▶ **Data for the task**
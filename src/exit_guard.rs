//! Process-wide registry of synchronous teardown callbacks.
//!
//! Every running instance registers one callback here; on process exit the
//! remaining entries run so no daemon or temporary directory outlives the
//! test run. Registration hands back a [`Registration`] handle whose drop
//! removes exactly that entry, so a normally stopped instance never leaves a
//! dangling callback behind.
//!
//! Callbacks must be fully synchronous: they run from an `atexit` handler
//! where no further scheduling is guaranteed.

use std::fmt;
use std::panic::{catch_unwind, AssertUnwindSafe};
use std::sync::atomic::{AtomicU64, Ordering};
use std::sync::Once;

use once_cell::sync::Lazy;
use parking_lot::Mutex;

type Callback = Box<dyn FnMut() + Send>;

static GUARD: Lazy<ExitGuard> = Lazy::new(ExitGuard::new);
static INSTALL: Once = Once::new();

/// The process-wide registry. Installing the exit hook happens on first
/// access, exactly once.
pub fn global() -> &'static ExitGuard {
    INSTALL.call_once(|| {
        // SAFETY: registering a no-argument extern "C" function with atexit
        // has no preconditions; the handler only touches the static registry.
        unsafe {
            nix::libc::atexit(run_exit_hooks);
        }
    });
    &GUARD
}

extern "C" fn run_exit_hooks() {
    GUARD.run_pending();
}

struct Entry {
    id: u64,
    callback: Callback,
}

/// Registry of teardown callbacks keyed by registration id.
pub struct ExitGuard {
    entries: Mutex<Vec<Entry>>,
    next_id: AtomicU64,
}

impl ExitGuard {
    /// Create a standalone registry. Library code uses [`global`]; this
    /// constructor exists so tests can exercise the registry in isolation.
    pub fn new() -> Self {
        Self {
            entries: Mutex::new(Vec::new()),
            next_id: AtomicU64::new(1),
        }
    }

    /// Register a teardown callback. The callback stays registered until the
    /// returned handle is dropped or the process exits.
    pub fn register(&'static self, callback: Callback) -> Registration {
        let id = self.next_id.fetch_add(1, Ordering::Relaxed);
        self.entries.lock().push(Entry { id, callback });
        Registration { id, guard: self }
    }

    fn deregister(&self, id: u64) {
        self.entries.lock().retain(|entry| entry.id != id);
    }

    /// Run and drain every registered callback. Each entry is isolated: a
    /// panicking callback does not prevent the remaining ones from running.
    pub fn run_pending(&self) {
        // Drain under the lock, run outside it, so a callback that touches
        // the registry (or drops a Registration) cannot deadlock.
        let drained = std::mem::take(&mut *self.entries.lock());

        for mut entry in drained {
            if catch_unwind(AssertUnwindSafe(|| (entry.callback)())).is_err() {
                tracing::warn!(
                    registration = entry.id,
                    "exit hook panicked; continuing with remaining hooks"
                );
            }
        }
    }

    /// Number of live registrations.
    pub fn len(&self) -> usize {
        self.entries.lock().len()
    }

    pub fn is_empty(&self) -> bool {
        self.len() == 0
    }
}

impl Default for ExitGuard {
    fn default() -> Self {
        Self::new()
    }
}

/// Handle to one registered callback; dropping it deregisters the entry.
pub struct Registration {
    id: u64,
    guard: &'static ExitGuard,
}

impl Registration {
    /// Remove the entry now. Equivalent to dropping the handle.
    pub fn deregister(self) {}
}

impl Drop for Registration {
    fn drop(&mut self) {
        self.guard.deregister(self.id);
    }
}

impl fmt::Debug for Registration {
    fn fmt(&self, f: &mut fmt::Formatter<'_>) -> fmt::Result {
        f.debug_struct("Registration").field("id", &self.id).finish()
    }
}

▶ **Work item**
Every record above should be output exactly.

▶ **Response to the exercise**
filename src/exit_guard.rs
//! Process-wide registry of synchronous teardown callbacks.
//!
//! Every running instance registers one callback here; on process exit the
//! remaining entries run so no daemon or temporary directory outlives the
//! test run. Registration hands back a [`Registration`] handle whose drop
//! removes exactly that entry, so a normally stopped instance never leaves a
//! dangling callback behind.
//!
//! Callbacks must be fully synchronous: they run from an `atexit` handler
//! where no further scheduling is guaranteed.

use std::fmt;
use std::panic::{catch_unwind, AssertUnwindSafe};
use std::sync::atomic::{AtomicU64, Ordering};
use std::sync::Once;

use once_cell::sync::Lazy;
use parking_lot::Mutex;

type Callback = Box<dyn FnMut() + Send>;

static GUARD: Lazy<ExitGuard> = Lazy::new(ExitGuard::new);
static INSTALL: Once = Once::new();

/// The process-wide registry. Installing the exit hook happens on first
/// access, exactly once.
pub fn global() -> &'static ExitGuard {
    INSTALL.call_once(|| {
        // SAFETY: registering a no-argument extern "C" function with atexit
        // has no preconditions; the handler only touches the static registry.
        unsafe {
            nix::libc::atexit(run_exit_hooks);
        }
    });
    &GUARD
}

extern "C" fn run_exit_hooks() {
    GUARD.run_pending();
}

struct Entry {
    id: u64,
    callback: Callback,
}

/// Registry of teardown callbacks keyed by registration id.
pub struct ExitGuard {
    entries: Mutex<Vec<Entry>>,
    next_id: AtomicU64,
}

impl ExitGuard {
    /// Create a standalone registry. Library code uses [`global`]; this
    /// constructor exists so tests can exercise the registry in isolation.
    pub fn new() -> Self {
        Self {
            entries: Mutex::new(Vec::new()),
            next_id: AtomicU64::new(1),
        }
    }

    /// Register a teardown callback. The callback stays registered until the
    /// returned handle is dropped or the process exits.
    pub fn register(&'static self, callback: Callback) -> Registration {
        let id = self.next_id.fetch_add(1, Ordering::Relaxed);
        self.entries.lock().push(Entry { id, callback });
        Registration { id, guard: self }
    }

    fn deregister(&self, id: u64) {
        self.entries.lock().retain(|entry| entry.id != id);
    }

    /// Run and drain every registered callback. Each entry is isolated: a
    /// panicking callback does not prevent the remaining ones from running.
    pub fn run_pending(&self) {
        // Drain under the lock, run outside it, so a callback that touches
        // the registry (or drops a Registration) cannot deadlock.
        let drained = std::mem::take(&mut *self.entries.lock());

        for mut entry in drained {
            if catch_unwind(AssertUnwindSafe(|| (entry.callback)())).is_err() {
                tracing::warn!(
                    registration = entry.id,
                    "exit hook panicked; continuing with remaining hooks"
                );
            }
        }
    }

    /// Number of live registrations.
    pub fn len(&self) -> usize {
        self.entries.lock().len()
    }

    pub fn is_empty(&self) -> bool {
        self.len() == 0
    }
}

impl Default for ExitGuard {
    fn default() -> Self {
        Self::new()
    }
}

/// Handle to one registered callback; dropping it deregisters the entry.
pub struct Registration {
    id: u64,
    guard: &'static ExitGuard,
}

impl Registration {
    /// Remove the entry now. Equivalent to dropping the handle.
    pub fn deregister(self) {}
}

impl Drop for Registration {
    fn drop(&mut self) {
        self.guard.deregister(self.id);
    }
}

impl fmt::Debug for Registration {
    fn fmt(&self, f: &mut fmt::Formatter<'_>) -> fmt::Result {
        f.debug_struct("Registration").field("id", &self.id).finish()
    }
}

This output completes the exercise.